Provided data Block Start

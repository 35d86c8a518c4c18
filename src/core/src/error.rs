use thiserror::Error;

/// Conversion error types
#[derive(Error, Debug)]
pub enum ConvertError {
    /// Failure reading manifest, config, or layer content from an image source
    #[error("Source read error: {0}")]
    SourceRead(String),

    /// Failure building a new layer, image, or index from otherwise-valid input
    #[error("Construction error: {0}")]
    Construction(String),

    /// An error wrapped with the operation that produced it
    #[error("{stage}: {source}")]
    Stage {
        stage: String,
        #[source]
        source: Box<ConvertError>,
    },

    /// I/O error
    #[error("I/O error: {0}")]
    IoError(#[from] std::io::Error),

    /// Serialization error
    #[error("Serialization error: {0}")]
    SerializationError(String),

    /// Configuration error
    #[error("Configuration error: {0}")]
    ConfigError(String),

    /// Malformed OCI/Docker document or layout
    #[error("OCI image error: {0}")]
    OciImageError(String),
}

impl ConvertError {
    /// Wrap this error with the name of the operation that failed.
    pub fn during(self, stage: impl Into<String>) -> Self {
        ConvertError::Stage {
            stage: stage.into(),
            source: Box::new(self),
        }
    }

    /// The innermost error beneath any stage wrappers.
    pub fn root_cause(&self) -> &ConvertError {
        let mut current = self;
        while let ConvertError::Stage { source, .. } = current {
            current = source;
        }
        current
    }

    /// Stage names from outermost to innermost.
    pub fn stages(&self) -> Vec<&str> {
        let mut stages = Vec::new();
        let mut current = self;
        while let ConvertError::Stage { stage, source } = current {
            stages.push(stage.as_str());
            current = source;
        }
        stages
    }

    pub fn is_source_read(&self) -> bool {
        matches!(
            self.root_cause(),
            ConvertError::SourceRead(_) | ConvertError::IoError(_)
        )
    }

    pub fn is_construction(&self) -> bool {
        matches!(self.root_cause(), ConvertError::Construction(_))
    }
}

impl From<serde_json::Error> for ConvertError {
    fn from(err: serde_json::Error) -> Self {
        ConvertError::SerializationError(err.to_string())
    }
}

impl From<serde_yaml::Error> for ConvertError {
    fn from(err: serde_yaml::Error) -> Self {
        ConvertError::SerializationError(err.to_string())
    }
}

/// Adds the failing operation's name to an error as it propagates.
pub trait StageExt<T> {
    fn stage(self, stage: impl Into<String>) -> Result<T>;
}

impl<T, E: Into<ConvertError>> StageExt<T> for std::result::Result<T, E> {
    fn stage(self, stage: impl Into<String>) -> Result<T> {
        self.map_err(|e| e.into().during(stage))
    }
}

/// Result type alias for conversion operations
pub type Result<T> = std::result::Result<T, ConvertError>;

#[cfg(test)]
mod tests {
    use super::*;

    #[test]
    fn test_source_read_error_display() {
        let error = ConvertError::SourceRead("connection reset".to_string());
        assert_eq!(error.to_string(), "Source read error: connection reset");
    }

    #[test]
    fn test_construction_error_display() {
        let error = ConvertError::Construction("truncated gzip stream".to_string());
        assert_eq!(
            error.to_string(),
            "Construction error: truncated gzip stream"
        );
    }

    #[test]
    fn test_stage_wraps_message() {
        let error = ConvertError::SourceRead("blob missing".to_string())
            .during("converting layers")
            .during("converting image sha256:abc");
        assert_eq!(
            error.to_string(),
            "converting image sha256:abc: converting layers: Source read error: blob missing"
        );
    }

    #[test]
    fn test_root_cause_and_stages() {
        let error = ConvertError::Construction("bad".to_string())
            .during("appending layers")
            .during("outer");
        assert!(matches!(error.root_cause(), ConvertError::Construction(_)));
        assert_eq!(error.stages(), vec!["outer", "appending layers"]);
        assert!(error.is_construction());
        assert!(!error.is_source_read());
    }

    #[test]
    fn test_stage_ext_on_result() {
        let result: std::result::Result<(), std::io::Error> = Err(std::io::Error::new(
            std::io::ErrorKind::UnexpectedEof,
            "eof",
        ));
        let error = result.stage("getting image layers").unwrap_err();
        assert!(error.to_string().starts_with("getting image layers: I/O error"));
        assert!(error.is_source_read());
    }

    #[test]
    fn test_io_error_conversion() {
        let io_error = std::io::Error::new(std::io::ErrorKind::NotFound, "file not found");
        let error: ConvertError = io_error.into();
        assert!(matches!(error, ConvertError::IoError(_)));
        assert!(error.to_string().contains("file not found"));
    }

    #[test]
    fn test_serde_json_error_conversion() {
        let result: std::result::Result<serde_json::Value, _> = serde_json::from_str("{ nope }");
        let error: ConvertError = result.unwrap_err().into();
        assert!(matches!(error, ConvertError::SerializationError(_)));
    }

    #[test]
    fn test_serde_yaml_error_conversion() {
        let result: std::result::Result<serde_yaml::Value, _> =
            serde_yaml::from_str("invalid: yaml: content:");
        let error: ConvertError = result.unwrap_err().into();
        assert!(matches!(error, ConvertError::SerializationError(_)));
    }
}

Provided data Block End

**Task requirements:** Each record above is to be reproduced exactly, in full.

**Solution to this exercise:**
repository 35d86c8a518c4c18
filename src/core/src/error.rs
use thiserror::Error;

/// Conversion error types
#[derive(Error, Debug)]
pub enum ConvertError {
    /// Failure reading manifest, config, or layer content from an image source
    #[error("Source read error: {0}")]
    SourceRead(String),

    /// Failure building a new layer, image, or index from otherwise-valid input
    #[error("Construction error: {0}")]
    Construction(String),

    /// An error wrapped with the operation that produced it
    #[error("{stage}: {source}")]
    Stage {
        stage: String,
        #[source]
        source: Box<ConvertError>,
    },

    /// I/O error
    #[error("I/O error: {0}")]
    IoError(#[from] std::io::Error),

    /// Serialization error
    #[error("Serialization error: {0}")]
    SerializationError(String),

    /// Configuration error
    #[error("Configuration error: {0}")]
    ConfigError(String),

    /// Malformed OCI/Docker document or layout
    #[error("OCI image error: {0}")]
    OciImageError(String),
}

impl ConvertError {
    /// Wrap this error with the name of the operation that failed.
    pub fn during(self, stage: impl Into<String>) -> Self {
        ConvertError::Stage {
            stage: stage.into(),
            source: Box::new(self),
        }
    }

    /// The innermost error beneath any stage wrappers.
    pub fn root_cause(&self) -> &ConvertError {
        let mut current = self;
        while let ConvertError::Stage { source, .. } = current {
            current = source;
        }
        current
    }

    /// Stage names from outermost to innermost.
    pub fn stages(&self) -> Vec<&str> {
        let mut stages = Vec::new();
        let mut current = self;
        while let ConvertError::Stage { stage, source } = current {
            stages.push(stage.as_str());
            current = source;
        }
        stages
    }

    pub fn is_source_read(&self) -> bool {
        matches!(
            self.root_cause(),
            ConvertError::SourceRead(_) | ConvertError::IoError(_)
        )
    }

    pub fn is_construction(&self) -> bool {
        matches!(self.root_cause(), ConvertError::Construction(_))
    }
}

impl From<serde_json::Error> for ConvertError {
    fn from(err: serde_json::Error) -> Self {
        ConvertError::SerializationError(err.to_string())
    }
}

impl From<serde_yaml::Error> for ConvertError {
    fn from(err: serde_yaml::Error) -> Self {
        ConvertError::SerializationError(err.to_string())
    }
}

/// Adds the failing operation's name to an error as it propagates.
pub trait StageExt<T> {
    fn stage(self, stage: impl Into<String>) -> Result<T>;
}

impl<T, E: Into<ConvertError>> StageExt<T> for std::result::Result<T, E> {
    fn stage(self, stage: impl Into<String>) -> Result<T> {
        self.map_err(|e| e.into().during(stage))
    }
}

/// Result type alias for conversion operations
pub type Result<T> = std::result::Result<T, ConvertError>;

#[cfg(test)]
mod tests {
    use super::*;

    #[test]
    fn test_source_read_error_display() {
        let error = ConvertError::SourceRead("connection reset".to_string());
        assert_eq!(error.to_string(), "Source read error: connection reset");
    }

    #[test]
    fn test_construction_error_display() {
        let error = ConvertError::Construction("truncated gzip stream".to_string());
        assert_eq!(
            error.to_string(),
            "Construction error: truncated gzip stream"
        );
    }

    #[test]
    fn test_stage_wraps_message() {
        let error = ConvertError::SourceRead("blob missing".to_string())
            .during("converting layers")
            .during("converting image sha256:abc");
        assert_eq!(
            error.to_string(),
            "converting image sha256:abc: converting layers: Source read error: blob missing"
        );
    }

    #[test]
    fn test_root_cause_and_stages() {
        let error = ConvertError::Construction("bad".to_string())
            .during("appending layers")
            .during("outer");
        assert!(matches!(error.root_cause(), ConvertError::Construction(_)));
        assert_eq!(error.stages(), vec!["outer", "appending layers"]);
        assert!(error.is_construction());
        assert!(!error.is_source_read());
    }

    #[test]
    fn test_stage_ext_on_result() {
        let result: std::result::Result<(), std::io::Error> = Err(std::io::Error::new(
            std::io::ErrorKind::UnexpectedEof,
            "eof",
        ));
        let error = result.stage("getting image layers").unwrap_err();
        assert!(error.to_string().starts_with("getting image layers: I/O error"));
        assert!(error.is_source_read());
    }

    #[test]
    fn test_io_error_conversion() {
        let io_error = std::io::Error::new(std::io::ErrorKind::NotFound, "file not found");
        let error: ConvertError = io_error.into();
        assert!(matches!(error, ConvertError::IoError(_)));
        assert!(error.to_string().contains("file not found"));
    }

    #[test]
    fn test_serde_json_error_conversion() {
        let result: std::result::Result<serde_json::Value, _> = serde_json::from_str("{ nope }");
        let error: ConvertError = result.unwrap_err().into();
        assert!(matches!(error, ConvertError::SerializationError(_)));
    }

    #[test]
    fn test_serde_yaml_error_conversion() {
        let result: std::result::Result<serde_yaml::Value, _> =
            serde_yaml::from_str("invalid: yaml: content:");
        let error: ConvertError = result.unwrap_err().into();
        assert!(matches!(error, ConvertError::SerializationError(_)));
    }
}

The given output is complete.